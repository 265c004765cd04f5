//! Code Generation
//!
//! Projects the merged definition and relation graph into source files for
//! consumers of the deployed models.
//!
//! Emitters:
//! - `prisma`: relational mirror schema from the [`RelationGraph`](crate::relations::RelationGraph)
//! - `mutations`: create/update mutation documents per model
//! - `client`: typed client services rendered from embedded templates
//!
//! Emitters are pure: they return [`GeneratedFile`]s or strings and never
//! touch the filesystem. [`write_files`] does the writing.

pub mod client;
pub mod mutations;
pub mod prisma;

use std::fs;
use std::path::{Path, PathBuf};

use tracing::debug;

use crate::error::Result;

/// A generated file, relative to its output directory
#[derive(Debug, Clone, PartialEq, Eq)]
pub struct GeneratedFile {
    pub path: PathBuf,
    pub content: String,
}

impl GeneratedFile {
    pub fn new(path: impl Into<PathBuf>, content: impl Into<String>) -> Self {
        Self {
            path: path.into(),
            content: content.into(),
        }
    }
}

/// Write generated files under `root`, creating directories as needed
pub fn write_files(root: &Path, files: &[GeneratedFile]) -> Result<Vec<PathBuf>> {
    fs::create_dir_all(root)?;
    let mut written = Vec::with_capacity(files.len());
    for file in files {
        let path = root.join(&file.path);
        if let Some(parent) = path.parent() {
            fs::create_dir_all(parent)?;
        }
        fs::write(&path, &file.content)?;
        debug!(path = %path.display(), "wrote generated file");
        written.push(path);
    }
    Ok(written)
}

/// `PostComment` → `postComment`
pub fn lower_first(name: &str) -> String {
    let mut chars = name.chars();
    match chars.next() {
        Some(first) => first.to_lowercase().chain(chars).collect(),
        None => String::new(),
    }
}
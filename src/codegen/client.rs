//! Client emitter
//!
//! Renders one service per model plus an aggregating client from templates
//! compiled into the binary.

use include_dir::{include_dir, Dir};

use super::{lower_first, GeneratedFile};
use crate::error::{ComposeError, Result};
use crate::merge::MergedDefinition;

static TEMPLATES: Dir<'static> = include_dir!("$CARGO_MANIFEST_DIR/templates/client");

fn template(name: &str) -> Result<&'static str> {
    TEMPLATES
        .get_file(name)
        .and_then(|file| file.contents_utf8())
        .ok_or_else(|| ComposeError::Template(name.to_string()))
}

/// Render the client files, relative to the client directory
pub fn render_client(definition: &MergedDefinition) -> Result<Vec<GeneratedFile>> {
    let service = template("service.ts.tmpl")?;
    let mut files = Vec::new();

    let mut imports = String::new();
    let mut properties = String::new();
    let mut constructor = String::new();
    for model in definition.model_names() {
        let lower = lower_first(model);
        files.push(GeneratedFile::new(
            format!("{}.ts", model),
            service
                .replace("${MODEL_NAME}", model)
                .replace("${MODEL_NAME_LOWERCASE}", &lower),
        ));
        imports.push_str(&format!("import {{ {}Service }} from './{}.js'\n", model, model));
        properties.push_str(&format!("  readonly {}: {}Service\n", lower, model));
        constructor.push_str(&format!("    this.{} = new {}Service(this)\n", lower, model));
    }

    let index = template("index.ts.tmpl")?
        .replace("${SERVICE_IMPORTS}", &imports)
        .replace("${SERVICE_PROPERTIES}", &properties)
        .replace("${SERVICE_CONSTRUCTOR}", &constructor);
    files.push(GeneratedFile::new("index.ts", index));
    files.push(GeneratedFile::new("utils.ts", template("utils.ts.tmpl")?));

    Ok(files)
}
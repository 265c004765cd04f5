//! Artifact Store
//!
//! Writes compiled artifacts to the composites directory, one file per model,
//! wrapped in a versioned and checksummed envelope, and reads them back.

use std::fs;
use std::path::{Path, PathBuf};

use chrono::{DateTime, Utc};
use serde::{Deserialize, Serialize};
use tracing::info;

use crate::checksum::Checksum;
use crate::compiler::CompiledArtifact;
use crate::error::{ComposeError, Result};
use crate::version::FormatVersion;

/// File name of the merged index inside the composites directory
pub const INDEX_FILE: &str = "index.json";

/// Whether a model's artifact file would collide with the merged index.
/// Compared case-insensitively for case-folding file systems.
pub fn is_reserved_model_name(model: &str) -> bool {
    INDEX_FILE
        .strip_suffix(".json")
        .is_some_and(|stem| stem.eq_ignore_ascii_case(model))
}

/// On-disk envelope around a compiled artifact
#[derive(Debug, Clone, Serialize, Deserialize)]
pub struct EncodedArtifact {
    pub format: FormatVersion,
    pub compiled_at: DateTime<Utc>,
    /// SHA256 of the compact JSON of `artifact`
    pub checksum: Checksum,
    pub artifact: CompiledArtifact,
}

impl EncodedArtifact {
    pub fn new(artifact: CompiledArtifact) -> Result<Self> {
        let checksum = Checksum::from_json(&artifact)?;
        Ok(Self {
            format: FormatVersion::current(),
            compiled_at: Utc::now(),
            checksum,
            artifact,
        })
    }

    pub fn verify_checksum(&self) -> bool {
        self.checksum.verify_json(&self.artifact)
    }
}

/// Directory holding one encoded artifact per model
#[derive(Debug, Clone)]
pub struct ArtifactStore {
    root: PathBuf,
}

impl ArtifactStore {
    /// Open the store, creating the directory if needed
    pub fn open(root: impl AsRef<Path>) -> Result<Self> {
        let root = root.as_ref().to_path_buf();
        fs::create_dir_all(&root)?;
        Ok(Self { root })
    }

    pub fn root(&self) -> &Path {
        &self.root
    }

    /// Path an artifact for `model` is written to
    pub fn path_for(&self, model: &str) -> PathBuf {
        self.root.join(format!("{}.json", model))
    }

    pub fn index_path(&self) -> PathBuf {
        self.root.join(INDEX_FILE)
    }

    /// Write an artifact, returning its location
    pub fn write(&self, artifact: &CompiledArtifact) -> Result<PathBuf> {
        let path = self.path_for(&artifact.name);
        if is_reserved_model_name(&artifact.name) {
            return Err(ComposeError::Artifact {
                path,
                message: "model name collides with the merged index".to_string(),
            });
        }
        let encoded = EncodedArtifact::new(artifact.clone())?;
        fs::write(&path, serde_json::to_string_pretty(&encoded)?)?;
        info!(model = %artifact.name, path = %path.display(), "wrote composite");
        Ok(path)
    }
}

/// Read an encoded artifact, checking its format and checksum
pub fn read_artifact(path: impl AsRef<Path>) -> Result<CompiledArtifact> {
    let path = path.as_ref();
    let content = fs::read_to_string(path)?;
    let encoded: EncodedArtifact = serde_json::from_str(&content)?;

    let reader = FormatVersion::current();
    if !encoded.format.is_readable_by(&reader) {
        return Err(ComposeError::Artifact {
            path: path.to_path_buf(),
            message: format!("format {} cannot be read by {}", encoded.format, reader),
        });
    }
    if !encoded.verify_checksum() {
        return Err(ComposeError::Artifact {
            path: path.to_path_buf(),
            message: "checksum mismatch".to_string(),
        });
    }

    Ok(encoded.artifact)
}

____

[Task description]
Among the records above, find each line holding "creating" and list it.

[Exercise solution]
/// Write generated files under `root`, creating directories as needed
    /// Open the store, creating the directory if needed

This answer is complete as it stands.